For the physics behavior you can do a custom gravity angle by applying a force at an angle to the balloon every tick. This is by far the simplest to do.

The motion bit isn't hard you could even do it without behaviors with two variables VelocityX and velocityY and an event like:

- Code: Select all
`Every tick:`

---add acceleration*dt*cos(degrees-90) to velocityX

---add acceleration*dt*sin(degrees-90) to velocityY

--- ball set position to (self.x+velocityX*dt, self.y+velocityY*dt)

The collision response with wall sliding is trickier. I'd recommend the custom movement behavior with the "push out nearest" action but I doesn't look right imo. But pushing out the closest direction is what is required for sliding, well that and making the speed in direction of the wall zero. For that you'd need two pieces of info: collision normal and overlap depth.

They possibly could be found with a bunch of is overlapping at offsets to find where around the ball is free and from that get the normal, then a few more overlap checks to get the overlap depth or just to push the ball out of the solid at an angle. With 3000 collision counts per second that would be 50 per frame at 60fps. You possibly could get it to work with using overlap checks in events but it would be tricky. If all your walls are only rectangles you'd only need to check 4 directions (wall.angle, wall.angle+90, wall.angle+180 and wall.angle-90).

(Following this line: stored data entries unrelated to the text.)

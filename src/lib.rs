//! Live tracking and historical replay engine behind the field-staff map.

pub mod backend;
pub mod camera;
pub mod feed;
pub mod history;
pub mod icons;
pub mod model;
pub mod playback;
pub mod scheduler;
pub mod web;
use std::sync::{Arc, RwLock};

use serde::{Deserialize, Serialize};
use utoipa::ToSchema;

use crate::model::LatLng;

#[derive(Debug, Clone, Copy, PartialEq, Serialize, Deserialize, ToSchema)]
pub struct CameraState {
    pub center: LatLng,
    pub zoom: f64,
}

/// Owns the map viewport.
///
/// Every render reads the stored state; data refreshes never compute a new
/// viewport. Writers are user interaction (pan/zoom end) and replay
/// recentring. The live feed is never handed a controller.
#[derive(Debug, Clone)]
pub struct CameraController {
    state: Arc<RwLock<CameraState>>,
}

impl CameraController {
    pub fn new(initial: CameraState) -> Self {
        Self {
            state: Arc::new(RwLock::new(initial)),
        }
    }

    pub fn state(&self) -> CameraState {
        *self.state.read().unwrap_or_else(|e| e.into_inner())
    }

    pub fn set_state(&self, next: CameraState) {
        *self.state.write().unwrap_or_else(|e| e.into_inner()) = next;
    }

    /// Map became idle after the user panned or zoomed.
    pub fn on_user_interaction_end(&self, center: LatLng, zoom: f64) {
        log::debug!(
            "camera moved by user to {:.5},{:.5} z{}",
            center.lat,
            center.lng,
            zoom
        );
        self.set_state(CameraState { center, zoom });
    }

    /// Replay-only: move the center, keep the user's zoom.
    pub fn recenter(&self, center: LatLng) {
        self.state.write().unwrap_or_else(|e| e.into_inner()).center = center;
    }
}

#[cfg(test)]
mod tests {
    use super::*;

    fn default_view() -> CameraState {
        CameraState {
            center: LatLng::new(20.59, 78.96),
            zoom: 5.0,
        }
    }

    #[test]
    fn user_interaction_replaces_viewport() {
        let camera = CameraController::new(default_view());
        camera.on_user_interaction_end(LatLng::new(12.9, 77.6), 14.0);
        assert_eq!(
            camera.state(),
            CameraState {
                center: LatLng::new(12.9, 77.6),
                zoom: 14.0
            }
        );
    }

    #[test]
    fn recenter_keeps_zoom_and_is_shared_between_clones() {
        let camera = CameraController::new(default_view());
        let replay_handle = camera.clone();
        camera.on_user_interaction_end(LatLng::new(0.0, 0.0), 11.0);
        replay_handle.recenter(LatLng::new(1.0, 2.0));

        let state = camera.state();
        assert_eq!(state.center, LatLng::new(1.0, 2.0));
        assert_eq!(state.zoom, 11.0);
    }
}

Here is a capx of that idea:

https://dl.dropboxusercontent.com/u/542 ... nPush.capxNotice it's a bit jittery so it may need some more finesse. Maybe a sub event of 10 to backup into the wall by smaller steps than a pixel. As it stands I get about 10 collision checks per tick. Also pushing out at the corners of walls will be jumpy.

A superior method is in slide3.capx in this post:

viewtopic.php?f=147&t=103339&p=775018&hilit=wall+sliding#p775018It does one overlap check per wall and then calculates the closest direction and how far exactly to push out. The con is its much more complicated to make. Also a bench would have to be done to see if it is actually fast or if the extra calculations counteract.

But again the physics behavior is the easiest to work with.